Each platform has its own flavor of complexity. NEXA Lending's model routes a portion of comp into a "Growth & Marketing Ledger" that LOs can only access through submitted expense receipts, signed tax waivers, and an active recruiter downline (shades of KW, eXP). COO Jason duPont framed it as a pathway to 100% compensation; though critics call it opaque by design. Per NMP, under NEXA's standard model, an LO on a $500K loan nets roughly $11,000 after a 25 bps funding deduction & 12% corporate margin — w/ that margin redistributed across multiple upline levels in a structure the company's own leadership acknowledged is "probably the most complicated" in the space.
Pure broker shop Edge Home Finance pitches simplicity — a flat 275 bps minus a $995 per-file fee & a 10% commission reduction. Chief Growth Officer Tom Ahles insists the plan is crystal clear. But NMP reported that ex-employees allege the 10% reduction quietly funds employer payroll tax obligations, which, if true, would violate IRS code. Ahles disputes that characterization, arguing the 10% defines what the commission is, rather than deducting from wages already earned.
Client Direct Mortgage, whose founder Ramon Walker sparked the original Facebook thread, posts the cleanest net payout in NMP’s analysis — roughly $13,106 on a $500,000 loan under a flat-fee model. Even so, Eric Mitchell, a former executive, raised concerns about fee increases & payroll consistency, allegations Walker pushed back on directly. (Mitchell is now an exec at NEXA.)
The article also digs into W-2 vs. 1099 misclassification risks, recruiting bonus structures w/ hidden disqualifiers, & whether platform infrastructure promises actually materialize after an LO signs on. It’s a very thorough article; I highly recommend you give it a read.

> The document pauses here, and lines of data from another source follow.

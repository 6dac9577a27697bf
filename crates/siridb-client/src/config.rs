//! Connection configuration.

use std::fmt;
use std::time::Duration;

use siridb_codec::DEFAULT_READ_SIZE;
use siridb_protocol::DEFAULT_MAX_PACKAGE_SIZE;

use crate::error::{Error, Result};

/// Default SiriDB client port.
pub const DEFAULT_PORT: u16 = 9000;

/// Credentials sent in the authentication handshake.
#[derive(Clone, PartialEq, Eq)]
pub struct Credentials {
    /// Database user.
    pub username: String,
    /// User password.
    pub password: String,
    /// Database to authenticate against.
    pub database: String,
}

impl Credentials {
    /// Create credentials for a user and database.
    pub fn new(
        username: impl Into<String>,
        password: impl Into<String>,
        database: impl Into<String>,
    ) -> Self {
        Self {
            username: username.into(),
            password: password.into(),
            database: database.into(),
        }
    }
}

impl Default for Credentials {
    fn default() -> Self {
        Self::new("iris", "siri", "")
    }
}

impl fmt::Debug for Credentials {
    fn fmt(&self, f: &mut fmt::Formatter<'_>) -> fmt::Result {
        f.debug_struct("Credentials")
            .field("username", &self.username)
            .field("password", &"[REDACTED]")
            .field("database", &self.database)
            .finish()
    }
}

/// Configuration for a SiriDB connection.
#[derive(Debug, Clone)]
pub struct Config {
    /// Server hostname or IP address.
    pub host: String,

    /// Server port.
    pub port: u16,

    /// Handshake credentials.
    pub credentials: Credentials,

    /// Largest payload accepted from or sent to the server.
    pub max_package_size: usize,

    /// Suggested allocation size for each read.
    pub read_buffer_size: usize,

    /// Timeout for establishing the TCP connection.
    pub connect_timeout: Duration,

    /// Disable Nagle's algorithm on the socket.
    pub tcp_nodelay: bool,
}

impl Default for Config {
    fn default() -> Self {
        Self {
            host: "localhost".to_string(),
            port: DEFAULT_PORT,
            credentials: Credentials::default(),
            max_package_size: DEFAULT_MAX_PACKAGE_SIZE,
            read_buffer_size: DEFAULT_READ_SIZE,
            connect_timeout: Duration::from_secs(15),
            tcp_nodelay: true,
        }
    }
}

impl Config {
    /// Create a new configuration with default values.
    #[must_use]
    pub fn new() -> Self {
        Self::default()
    }

    /// Parse a connection string into configuration.
    ///
    /// The format is `key=value` pairs separated by `;`:
    ///
    /// ```text
    /// host=localhost;port=9000;user=iris;password=siri;database=dbtest
    /// ```
    ///
    /// Keys are case-insensitive. Unknown keys are rejected.
    pub fn from_connection_string(conn_str: &str) -> Result<Self> {
        let mut config = Self::default();

        for part in conn_str.split(';') {
            let part = part.trim();
            if part.is_empty() {
                continue;
            }

            let (key, value) = part
                .split_once('=')
                .ok_or_else(|| Error::Config(format!("invalid key-value: {part}")))?;

            let key = key.trim().to_lowercase();
            let value = value.trim();

            match key.as_str() {
                "host" | "server" => {
                    // host:port shorthand
                    if let Some((host, port)) = value.rsplit_once(':') {
                        config.host = host.to_string();
                        config.port = parse_port(port)?;
                    } else {
                        config.host = value.to_string();
                    }
                }
                "port" => config.port = parse_port(value)?,
                "user" | "username" => config.credentials.username = value.to_string(),
                "password" | "pwd" => config.credentials.password = value.to_string(),
                "database" | "db" | "dbname" => config.credentials.database = value.to_string(),
                "max package size" | "max_package_size" => {
                    config.max_package_size = value
                        .parse()
                        .map_err(|_| Error::Config(format!("invalid max package size: {value}")))?;
                }
                "read buffer size" | "read_buffer_size" => {
                    config.read_buffer_size = value
                        .parse()
                        .map_err(|_| Error::Config(format!("invalid read buffer size: {value}")))?;
                }
                "connect timeout" | "connect_timeout" => {
                    let secs: u64 = value
                        .parse()
                        .map_err(|_| Error::Config(format!("invalid timeout: {value}")))?;
                    config.connect_timeout = Duration::from_secs(secs);
                }
                "tcp nodelay" | "tcp_nodelay" => {
                    config.tcp_nodelay = value.eq_ignore_ascii_case("true")
                        || value.eq_ignore_ascii_case("yes")
                        || value == "1";
                }
                _ => return Err(Error::Config(format!("unknown key: {key}"))),
            }
        }

        config.validate()?;
        Ok(config)
    }

    /// Check the configuration for values that cannot work.
    pub fn validate(&self) -> Result<()> {
        if self.host.is_empty() {
            return Err(Error::Config("host must not be empty".into()));
        }
        if self.read_buffer_size == 0 {
            return Err(Error::Config("read buffer size must be positive".into()));
        }
        if self.max_package_size == 0 || u32::try_from(self.max_package_size).is_err() {
            return Err(Error::Config(format!(
                "max package size must be between 1 and {}",
                u32::MAX
            )));
        }
        Ok(())
    }

    /// Socket address as `host:port`.
    #[must_use]
    pub fn addr(&self) -> String {
        format!("{}:{}", self.host, self.port)
    }

    /// Set the host.
    #[must_use]
    pub fn host(mut self, host: impl Into<String>) -> Self {
        self.host = host.into();
        self
    }

    /// Set the port.
    #[must_use]
    pub fn port(mut self, port: u16) -> Self {
        self.port = port;
        self
    }

    /// Set all credentials at once.
    #[must_use]
    pub fn credentials(mut self, credentials: Credentials) -> Self {
        self.credentials = credentials;
        self
    }

    /// Set the user name.
    #[must_use]
    pub fn username(mut self, username: impl Into<String>) -> Self {
        self.credentials.username = username.into();
        self
    }

    /// Set the password.
    #[must_use]
    pub fn password(mut self, password: impl Into<String>) -> Self {
        self.credentials.password = password.into();
        self
    }

    /// Set the database.
    #[must_use]
    pub fn database(mut self, database: impl Into<String>) -> Self {
        self.credentials.database = database.into();
        self
    }

    /// Set the maximum package payload size.
    #[must_use]
    pub fn max_package_size(mut self, size: usize) -> Self {
        self.max_package_size = size;
        self
    }

    /// Set the suggested read size.
    #[must_use]
    pub fn read_buffer_size(mut self, size: usize) -> Self {
        self.read_buffer_size = size;
        self
    }

    /// Set the connect timeout.
    #[must_use]
    pub fn connect_timeout(mut self, timeout: Duration) -> Self {
        self.connect_timeout = timeout;
        self
    }

    /// Enable or disable `TCP_NODELAY`.
    #[must_use]
    pub fn tcp_nodelay(mut self, enabled: bool) -> Self {
        self.tcp_nodelay = enabled;
        self
    }
}

fn parse_port(value: &str) -> Result<u16> {
    value
        .parse()
        .map_err(|_| Error::Config(format!("invalid port: {value}")))
}

#[cfg(test)]
#[allow(clippy::unwrap_used)]
mod tests {
    use super::*;

    #[test]
    fn test_defaults() {
        let config = Config::new();
        assert_eq!(config.port, 9000);
        assert_eq!(config.max_package_size, 209_715_200);
        assert_eq!(config.read_buffer_size, 64 * 1024);
        assert_eq!(config.connect_timeout, Duration::from_secs(15));
        assert!(config.tcp_nodelay);
        assert_eq!(config.addr(), "localhost:9000");
    }

    #[test]
    fn test_connection_string_parsing() {
        let config = Config::from_connection_string(
            "Host=siri.local;Port=9010;User=iris;Password=siri;Database=dbtest;",
        )
        .unwrap();

        assert_eq!(config.host, "siri.local");
        assert_eq!(config.port, 9010);
        assert_eq!(config.credentials.username, "iris");
        assert_eq!(config.credentials.password, "siri");
        assert_eq!(config.credentials.database, "dbtest");
    }

    #[test]
    fn test_connection_string_host_port_shorthand() {
        let config = Config::from_connection_string("host=10.0.0.1:9001;db=x").unwrap();
        assert_eq!(config.host, "10.0.0.1");
        assert_eq!(config.port, 9001);
    }

    #[test]
    fn test_connection_string_limits() {
        let config = Config::from_connection_string(
            "max_package_size=1024;read_buffer_size=16;connect_timeout=3;tcp_nodelay=no",
        )
        .unwrap();
        assert_eq!(config.max_package_size, 1024);
        assert_eq!(config.read_buffer_size, 16);
        assert_eq!(config.connect_timeout, Duration::from_secs(3));
        assert!(!config.tcp_nodelay);
    }

    #[test]
    fn test_connection_string_errors() {
        assert!(Config::from_connection_string("port=notanumber").is_err());
        assert!(Config::from_connection_string("novalue").is_err());
        assert!(matches!(
            Config::from_connection_string("colour=blue"),
            Err(Error::Config(_))
        ));
        assert!(Config::from_connection_string("read_buffer_size=0").is_err());
    }

    #[test]
    fn test_builder() {
        let config = Config::new()
            .host("db")
            .port(9100)
            .username("u")
            .password("p")
            .database("d")
            .read_buffer_size(128);
        assert_eq!(config.addr(), "db:9100");
        assert_eq!(config.credentials, Credentials::new("u", "p", "d"));
        assert_eq!(config.read_buffer_size, 128);
    }

    #[test]
    fn test_credentials_debug_redacts_password() {
        let debug = format!("{:?}", Credentials::new("iris", "secret", "db"));
        assert!(!debug.contains("secret"));
        assert!(debug.contains("REDACTED"));
    }
}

Princeton Mortgage’s Rich Weidel has been beating the “LOs don’t have the full picture on their comp” drum for a while now. In his latest Substack post, Weidel says it's not that complicated for LOs to benchmark themselves: comp as a percentage of revenue "is the scoreboard. Not your basis points. Not your volume. Your share of the revenue your loans generate. It's the profit margin of you. Don't fall into the basis points trap. That's a compliance metric."
It all boils down to gross revenue. Weidel writes:
The MBA tells us that the Gross Revenue in 2025 was $13,006 per loan or 366 bps with an average loan size of $355,547. The average branch margin is around 200 bps. That means the average corporate margin is 166 bps (366 - 200) or $5,902 per loan.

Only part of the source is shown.